Dataset excerpts
=====

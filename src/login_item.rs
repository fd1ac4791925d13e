use anyhow::{Context, Result};
use std::fs;
use std::path::{Path, PathBuf};
use tracing::{debug, info, warn};

use crate::settings::Settings;

/// launchd label, also the plist file stem
pub const AGENT_LABEL: &str = "com.layoutfix.agent";

/// Per-user LaunchAgent that starts the app at login
#[derive(Debug, Clone)]
pub struct LoginItem {
    plist_path: PathBuf,
    program: PathBuf,
}

impl LoginItem {
    /// Login item for the running executable in `~/Library/LaunchAgents`
    ///
    /// # Errors
    /// Returns error if HOME is unset or the executable path is unknown
    pub fn for_current_exe() -> Result<Self> {
        let home = std::env::var("HOME").context("HOME environment variable not set")?;
        let agents_dir = PathBuf::from(home).join("Library").join("LaunchAgents");
        let program = std::env::current_exe().context("failed to resolve executable path")?;
        Ok(Self::new(&agents_dir, program))
    }

    /// Login item whose plist lives in `agents_dir`
    #[must_use]
    pub fn new(agents_dir: &Path, program: PathBuf) -> Self {
        Self {
            plist_path: agents_dir.join(format!("{AGENT_LABEL}.plist")),
            program,
        }
    }

    /// Path of the LaunchAgent plist
    #[must_use]
    pub fn plist_path(&self) -> &Path {
        &self.plist_path
    }

    /// True if the LaunchAgent plist is installed
    #[must_use]
    pub fn is_enabled(&self) -> bool {
        self.plist_path.exists()
    }

    /// Installs or removes the LaunchAgent plist
    ///
    /// # Errors
    /// Returns error if the plist cannot be written or removed
    pub fn set_enabled(&self, enabled: bool) -> Result<()> {
        if enabled {
            if let Some(parent) = self.plist_path.parent() {
                fs::create_dir_all(parent).context("failed to create LaunchAgents directory")?;
            }
            fs::write(&self.plist_path, self.plist())
                .with_context(|| format!("failed to write {}", self.plist_path.display()))?;
            info!(path = %self.plist_path.display(), "login item enabled");
        } else if self.plist_path.exists() {
            fs::remove_file(&self.plist_path)
                .with_context(|| format!("failed to remove {}", self.plist_path.display()))?;
            info!(path = %self.plist_path.display(), "login item disabled");
        } else {
            debug!("login item already disabled");
        }
        Ok(())
    }

    /// Like [`Self::set_enabled`], but a failure is only logged
    pub fn apply_best_effort(&self, enabled: bool) {
        if let Err(e) = self.set_enabled(enabled) {
            warn!(error = %e, enabled, "login item update failed");
        }
    }

    fn plist(&self) -> String {
        format!(
            r#"<?xml version="1.0" encoding="UTF-8"?>
<!DOCTYPE plist PUBLIC "-//Apple//DTD PLIST 1.0//EN" "http://www.apple.com/DTDs/PropertyList-1.0.dtd">
<plist version="1.0">
<dict>
    <key>Label</key>
    <string>{label}</string>
    <key>ProgramArguments</key>
    <array>
        <string>{program}</string>
    </array>
    <key>RunAtLoad</key>
    <true/>
    <key>ProcessType</key>
    <string>Interactive</string>
</dict>
</plist>
"#,
            label = AGENT_LABEL,
            program = xml_escape(&self.program.to_string_lossy()),
        )
    }
}

/// Settings the app starts with
///
/// The login toggle mirrors what is installed right now; nothing is written.
/// Only a later settings change installs or removes the agent.
#[must_use]
pub fn initial_settings(login: Option<&LoginItem>, configured: Settings) -> Settings {
    let Some(login) = login else {
        return configured;
    };
    let installed = login.is_enabled();
    if installed != configured.start_at_login {
        debug!(
            installed,
            configured = configured.start_at_login,
            "login toggle follows installed agent"
        );
    }
    Settings {
        start_at_login: installed,
        ..configured
    }
}

fn xml_escape(text: &str) -> String {
    let mut out = String::with_capacity(text.len());
    for c in text.chars() {
        match c {
            '&' => out.push_str("&amp;"),
            '<' => out.push_str("&lt;"),
            '>' => out.push_str("&gt;"),
            '"' => out.push_str("&quot;"),
            '\'' => out.push_str("&apos;"),
            _ => out.push(c),
        }
    }
    out
}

=====

■ **ABOUT THIS EXERCISE**
Would you write out all of the data again, unchanged?

■ **ANSWER TO THIS TASK**
filename src/login_item.rs
repository fd1ac4791925d13e
use anyhow::{Context, Result};
use std::fs;
use std::path::{Path, PathBuf};
use tracing::{debug, info, warn};

use crate::settings::Settings;

/// launchd label, also the plist file stem
pub const AGENT_LABEL: &str = "com.layoutfix.agent";

/// Per-user LaunchAgent that starts the app at login
#[derive(Debug, Clone)]
pub struct LoginItem {
    plist_path: PathBuf,
    program: PathBuf,
}

impl LoginItem {
    /// Login item for the running executable in `~/Library/LaunchAgents`
    ///
    /// # Errors
    /// Returns error if HOME is unset or the executable path is unknown
    pub fn for_current_exe() -> Result<Self> {
        let home = std::env::var("HOME").context("HOME environment variable not set")?;
        let agents_dir = PathBuf::from(home).join("Library").join("LaunchAgents");
        let program = std::env::current_exe().context("failed to resolve executable path")?;
        Ok(Self::new(&agents_dir, program))
    }

    /// Login item whose plist lives in `agents_dir`
    #[must_use]
    pub fn new(agents_dir: &Path, program: PathBuf) -> Self {
        Self {
            plist_path: agents_dir.join(format!("{AGENT_LABEL}.plist")),
            program,
        }
    }

    /// Path of the LaunchAgent plist
    #[must_use]
    pub fn plist_path(&self) -> &Path {
        &self.plist_path
    }

    /// True if the LaunchAgent plist is installed
    #[must_use]
    pub fn is_enabled(&self) -> bool {
        self.plist_path.exists()
    }

    /// Installs or removes the LaunchAgent plist
    ///
    /// # Errors
    /// Returns error if the plist cannot be written or removed
    pub fn set_enabled(&self, enabled: bool) -> Result<()> {
        if enabled {
            if let Some(parent) = self.plist_path.parent() {
                fs::create_dir_all(parent).context("failed to create LaunchAgents directory")?;
            }
            fs::write(&self.plist_path, self.plist())
                .with_context(|| format!("failed to write {}", self.plist_path.display()))?;
            info!(path = %self.plist_path.display(), "login item enabled");
        } else if self.plist_path.exists() {
            fs::remove_file(&self.plist_path)
                .with_context(|| format!("failed to remove {}", self.plist_path.display()))?;
            info!(path = %self.plist_path.display(), "login item disabled");
        } else {
            debug!("login item already disabled");
        }
        Ok(())
    }

    /// Like [`Self::set_enabled`], but a failure is only logged
    pub fn apply_best_effort(&self, enabled: bool) {
        if let Err(e) = self.set_enabled(enabled) {
            warn!(error = %e, enabled, "login item update failed");
        }
    }

    fn plist(&self) -> String {
        format!(
            r#"<?xml version="1.0" encoding="UTF-8"?>
<!DOCTYPE plist PUBLIC "-//Apple//DTD PLIST 1.0//EN" "http://www.apple.com/DTDs/PropertyList-1.0.dtd">
<plist version="1.0">
<dict>
    <key>Label</key>
    <string>{label}</string>
    <key>ProgramArguments</key>
    <array>
        <string>{program}</string>
    </array>
    <key>RunAtLoad</key>
    <true/>
    <key>ProcessType</key>
    <string>Interactive</string>
</dict>
</plist>
"#,
            label = AGENT_LABEL,
            program = xml_escape(&self.program.to_string_lossy()),
        )
    }
}

/// Settings the app starts with
///
/// The login toggle mirrors what is installed right now; nothing is written.
/// Only a later settings change installs or removes the agent.
#[must_use]
pub fn initial_settings(login: Option<&LoginItem>, configured: Settings) -> Settings {
    let Some(login) = login else {
        return configured;
    };
    let installed = login.is_enabled();
    if installed != configured.start_at_login {
        debug!(
            installed,
            configured = configured.start_at_login,
            "login toggle follows installed agent"
        );
    }
    Settings {
        start_at_login: installed,
        ..configured
    }
}

fn xml_escape(text: &str) -> String {
    let mut out = String::with_capacity(text.len());
    for c in text.chars() {
        match c {
            '&' => out.push_str("&amp;"),
            '<' => out.push_str("&lt;"),
            '>' => out.push_str("&gt;"),
            '"' => out.push_str("&quot;"),
            '\'' => out.push_str("&apos;"),
            _ => out.push(c),
        }
    }
    out
}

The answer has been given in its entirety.